Bumpless pipe dreams meet puzzles

IF 1.5 1区数学 Q1 MATHEMATICS

Advances in Mathematics

Pub Date : 2025-01-16 DOI: 10.1016/j.aim.2025.110113

Neil J.Y. Fan , Peter L. Guo , Rui Xiong

Knutson and Zinn-Justin recently found a puzzle rule for the expansion of the product

G_{u} (x, t) \cdot G_{v} (x, t)

of two double Grothendieck polynomials indexed by permutations with separated descents. We establish its triple Schubert calculus version in the sense of Knutson and Tao, namely, a formula for expanding

G_{u} (x, y) \cdot G_{v} (x, t)

in different secondary variables.
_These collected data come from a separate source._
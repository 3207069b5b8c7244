//! User models.

use serde::{Deserialize, Serialize};

/// An account on the Linkhaven instance.
#[derive(Debug, Clone, Serialize, Deserialize)]
#[serde(rename_all = "camelCase")]
pub struct User {
    pub id: String,
    pub email: String,
    #[serde(default, skip_serializing_if = "Option::is_none")]
    pub name: Option<String>,
    pub role: UserRole,
    #[serde(default, skip_serializing_if = "Option::is_none")]
    pub created_at: Option<String>,
}

/// Account role.
#[derive(Debug, Clone, Copy, PartialEq, Eq, Serialize, Deserialize)]
#[serde(rename_all = "lowercase")]
pub enum UserRole {
    Admin,
    User,
}

/// Usage totals for the current user.
#[derive(Debug, Clone, Copy, Serialize, Deserialize)]
#[serde(rename_all = "camelCase")]
pub struct UserStats {
    pub total_bookmarks: u64,
    pub total_lists: u64,
    pub total_tags: u64,
    pub total_highlights: u64,
    pub total_assets: u64,
}
//! Asset operations.

use linkhaven_client::ApiRequest;
use serde_json::Value;
use tracing::instrument;

use crate::asset::{Asset, UploadAsset};
use crate::error::{Error, Result};
use crate::validate;

impl super::RestClient {
    /// Upload an asset from raw bytes or a source URL.
    ///
    /// Byte uploads are capped at 50 MB and restricted to the supported
    /// content types; URL uploads are ingested server-side.
    #[instrument(skip_all)]
    pub async fn upload_asset(&self, upload: UploadAsset) -> Result<Asset> {
        validate_upload(&upload)?;
        let response = self
            .inner()
            .request(ApiRequest::post("assets").json_value(upload.to_body()))
            .await?;
        Ok(response.into_typed()?)
    }

    /// Fetch an asset's metadata.
    #[instrument(skip(self))]
    pub async fn get_asset(&self, asset_id: &str) -> Result<Asset> {
        validate::require_non_blank("assetId", asset_id)?;
        let response = self
            .inner()
            .request(ApiRequest::get(format!("assets/{asset_id}")))
            .await?;
        Ok(response.into_typed()?)
    }

    /// Fetch an asset's content by following its reported URL.
    #[instrument(skip(self))]
    pub async fn download_asset(&self, asset_id: &str) -> Result<Value> {
        let asset = self.get_asset(asset_id).await?;
        let Some(url) = asset.url else {
            return Err(Error::validation(
                "assetId",
                "asset has no downloadable content",
            ));
        };

        // The reported URL is absolute; requests go out relative to the
        // API prefix.
        let path = url.split("/api/v1/").last().unwrap_or(&url).to_string();
        let response = self.inner().request(ApiRequest::get(path)).await?;
        Ok(response.data)
    }
}

fn validate_upload(upload: &UploadAsset) -> Result<()> {
    match upload {
        UploadAsset::Bytes {
            file_name,
            content_type,
            data,
        } => {
            validate::require_non_blank("fileName", file_name)?;
            if data.len() > validate::MAX_ASSET_BYTES {
                return Err(Error::validation(
                    "file",
                    format!(
                        "file size exceeds maximum of {}MB",
                        validate::MAX_ASSET_BYTES / (1024 * 1024)
                    ),
                ));
            }
            if !validate::ALLOWED_ASSET_TYPES.contains(&content_type.as_str()) {
                return Err(Error::validation(
                    "contentType",
                    format!("file type {content_type} is not supported"),
                ));
            }
            Ok(())
        }
        UploadAsset::Url { url, .. } => validate::require_url("url", url),
    }
}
Our rule is formulated in terms of pipe puzzles, incorporating the structures of both bumpless pipe dreams and classical puzzles. As direct applications, we recover the separated-descent puzzle formula by Knutson and Zinn-Justin (by setting

y = t

) and the bumpless pipe dream model of double Grothendieck polynomials by Weigandt (by setting

v = id

and

x = t

). Moreover, we utilize the formula to partially confirm a positivity conjecture of Kirillov about applying a skew operator to a Schubert polynomial.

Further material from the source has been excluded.